Section 2. The danger of bureaucratism in the transition period

In the transition period between capitalism and socialism, the basic contradiction within society is between the socialised and planned relations of production, on the one hand, and the survival of capitalist norms of distribution of consumer goods, on the other. The latter are made unavoidable by the inheritance from capitalism of a level of development of the productive forces (reflected in the level of social productivity of labour) that is insufficient to assure the satisfaction of material wants through distribution according to need. In the transition period consumer goods therefore retain their commodity character, with each producer exchanging their labour-power for a wage which constitutes a certificate for the appropriation of a strictly limited but undifferentiated fraction of the whole mass of consumer goods produced by society. This, however, will not necessarily be true for services: Depending on the resources the transitional society is able and prepared to devote to these services, distribution can be effected on the basis of need in health care, education, urban transport, housing, and the supply of electricity, gas, water, etc.

In the final analysis, the basic contradiction of the transitional society can only be transcended through a substantial rise in the social productivity of labour. Historical experience, in both capitalist and transitional societies, has shown that techniques which increase productivity by improving the technical level and organisation of labour ultimately give far better results than those aimed at increasing individual productivity. Moreover, such techniques call for little use of individual material incentives. They are furthered at most by collective benefits to society as a whole or the workforce of a given enterprise. Such types of incentives, moreover, have the advantage from the viewpoint of building socialism, that they favour the cohesion and internal solidarity of the working class — insofar, that is, as enterprise parochialism is resolutely combated.

However, the social productivity of labour cannot be increased without the promotion of an increase in the administrative and technical knowledge and skills of the producers. Theoretically, this education ought not to be the source of material advantages once society has taken over its expense, that is, once this expense is no longer financed by the individual producer or their family. In practice, the total absence of individual benefits for the acquisition of such skills would become counterproductive, if only because of the additional effort involved in attempting to gain them. Thus, the socialist state is compelled to maintain the capitalist system of monetary payment according to work, with skilled labour being given a higher remuneration than unskilled, and therefore to uphold inequality in access to consumer goods. However, this unavoidable difference in remuneration between unskilled and very skilled labour, between manual and intellectual labour, brings with it certain dangers, including the danger of bureaucratisation of the functionaries of the socialist state.
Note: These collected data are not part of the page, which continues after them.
//! Trigger signatures: expected argument arity and types per trigger.

use super::args::{Args, IntoArgs};
use super::state::render;
use crate::builder::error::ConfigurationError;
use std::any::{Any, TypeId};
use std::fmt::Debug;
use std::marker::PhantomData;
use thiserror::Error;

/// Errors raised when fired arguments do not match a trigger signature.
#[derive(Debug, Clone, Error, PartialEq)]
pub enum ParameterError {
    #[error("Too many parameters have been supplied. Expecting {expected} but got {actual}.")]
    TooMany { expected: usize, actual: usize },

    #[error("An argument of type {type_name} is required in position {position}.")]
    Missing {
        type_name: &'static str,
        position: usize,
    },

    #[error("The argument in position {position} is of type {actual} but must be of type {expected}.")]
    WrongType {
        position: usize,
        actual: &'static str,
        expected: &'static str,
    },
}

/// Expected type of one trigger argument.
#[derive(Clone, Copy, Debug, PartialEq, Eq)]
pub struct ArgType {
    id: Option<TypeId>,
    name: &'static str,
}

impl ArgType {
    /// Exactly the type `V`.
    pub fn of<V: Any>() -> Self {
        Self {
            id: Some(TypeId::of::<V>()),
            name: std::any::type_name::<V>(),
        }
    }

    /// Wildcard accepting a value of any type.
    pub fn any() -> Self {
        Self {
            id: None,
            name: "any",
        }
    }

    pub fn name(&self) -> &'static str {
        self.name
    }

    fn accepts(&self, id: TypeId) -> bool {
        self.id.map_or(true, |expected| expected == id)
    }
}

/// Ordered argument types bound to a trigger.
#[derive(Clone, Debug)]
pub struct TriggerSignature<T> {
    trigger: T,
    types: Vec<ArgType>,
}

impl<T> TriggerSignature<T> {
    pub fn new(trigger: T, types: Vec<ArgType>) -> Self {
        Self { trigger, types }
    }

    pub fn trigger(&self) -> &T {
        &self.trigger
    }

    pub fn types(&self) -> &[ArgType] {
        &self.types
    }

    /// Check argument count and type compatibility.
    pub fn validate(&self, args: &Args) -> Result<(), ParameterError> {
        if args.len() > self.types.len() {
            return Err(ParameterError::TooMany {
                expected: self.types.len(),
                actual: args.len(),
            });
        }

        for (position, expected) in self.types.iter().enumerate() {
            let Some(arg) = args.arg(position) else {
                return Err(ParameterError::Missing {
                    type_name: expected.name(),
                    position,
                });
            };

            if !expected.accepts(arg.type_id()) {
                return Err(ParameterError::WrongType {
                    position,
                    actual: arg.type_name(),
                    expected: expected.name(),
                });
            }
        }

        Ok(())
    }
}

/// Tuple types usable as a typed trigger parameter list.
pub trait ParameterList: IntoArgs {
    fn arg_types() -> Vec<ArgType>;
}

macro_rules! tuple_parameter_list {
    ($($name:ident),+) => {
        impl<$($name: Any + Send + Sync),+> ParameterList for ($($name,)+) {
            fn arg_types() -> Vec<ArgType> {
                vec![$(ArgType::of::<$name>()),+]
            }
        }
    };
}

tuple_parameter_list!(A);
tuple_parameter_list!(A, B);
tuple_parameter_list!(A, B, C);
tuple_parameter_list!(A, B, C, D);

/// Typed handle for a trigger whose signature has been registered.
///
/// Returned by [`StateMachine::set_trigger_parameters`](crate::StateMachine::set_trigger_parameters);
/// firing through it guarantees the argument tuple matches the signature at
/// compile time.
#[derive(Debug)]
pub struct TriggerWithParameters<T, P> {
    signature: TriggerSignature<T>,
    _params: PhantomData<fn(P)>,
}

impl<T: Clone, P: ParameterList> TriggerWithParameters<T, P> {
    pub fn new(trigger: T) -> Self {
        Self {
            signature: TriggerSignature::new(trigger, P::arg_types()),
            _params: PhantomData,
        }
    }

    pub fn trigger(&self) -> &T {
        self.signature.trigger()
    }

    pub fn signature(&self) -> &TriggerSignature<T> {
        &self.signature
    }

    pub fn validate(&self, args: &Args) -> Result<(), ParameterError> {
        self.signature.validate(args)
    }
}

impl<T: Clone, P> Clone for TriggerWithParameters<T, P> {
    fn clone(&self) -> Self {
        Self {
            signature: self.signature.clone(),
            _params: PhantomData,
        }
    }
}

/// Signatures registered on a machine, at most one per trigger.
#[derive(Debug)]
pub struct SignatureRegistry<T> {
    signatures: Vec<TriggerSignature<T>>,
}

impl<T> Default for SignatureRegistry<T> {
    fn default() -> Self {
        Self {
            signatures: Vec::new(),
        }
    }
}

impl<T: PartialEq + Debug> SignatureRegistry<T> {
    pub fn register(&mut self, signature: TriggerSignature<T>) -> Result<(), ConfigurationError> {
        if self.get(signature.trigger()).is_some() {
            return Err(ConfigurationError::ParametersAlreadyConfigured {
                trigger: render(signature.trigger()),
            });
        }
        self.signatures.push(signature);
        Ok(())
    }

    pub fn get(&self, trigger: &T) -> Option<&TriggerSignature<T>> {
        self.signatures.iter().find(|s| s.trigger() == trigger)
    }

    /// Validate `args` for `trigger`; triggers without a signature accept anything.
    pub fn validate(&self, trigger: &T, args: &Args) -> Result<(), ParameterError> {
        match self.get(trigger) {
            Some(signature) => signature.validate(args),
            None => Ok(()),
        }
    }
}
In conditions where the supply of consumer goods is inadequate to meet everyone's needs but sufficient to give significant privileges to a minority, there is a tendency for the functionaries of the socialist state, who are in charge of administering and enforcing the inequality of access to consumer goods that flows from capitalist norms of distribution, to become bureaucrats, i.e., privileged officials who monopolise decision-making power.

This tendency is particularly accentuated in an isolated and economically backward socialist state (or group of socialist states). Here, the lack of administrative knowledge and skills within the working class inevitably forces the socialist state to utilise the skills of former capitalists, their managers and state officials, most of whom can only be persuaded to serve the socialist state by being granted high salaries and privileged access to consumer goods. This creates the danger of corruption and bureaucratic degeneration among those revolutionary workers who become functionaries of the socialist state.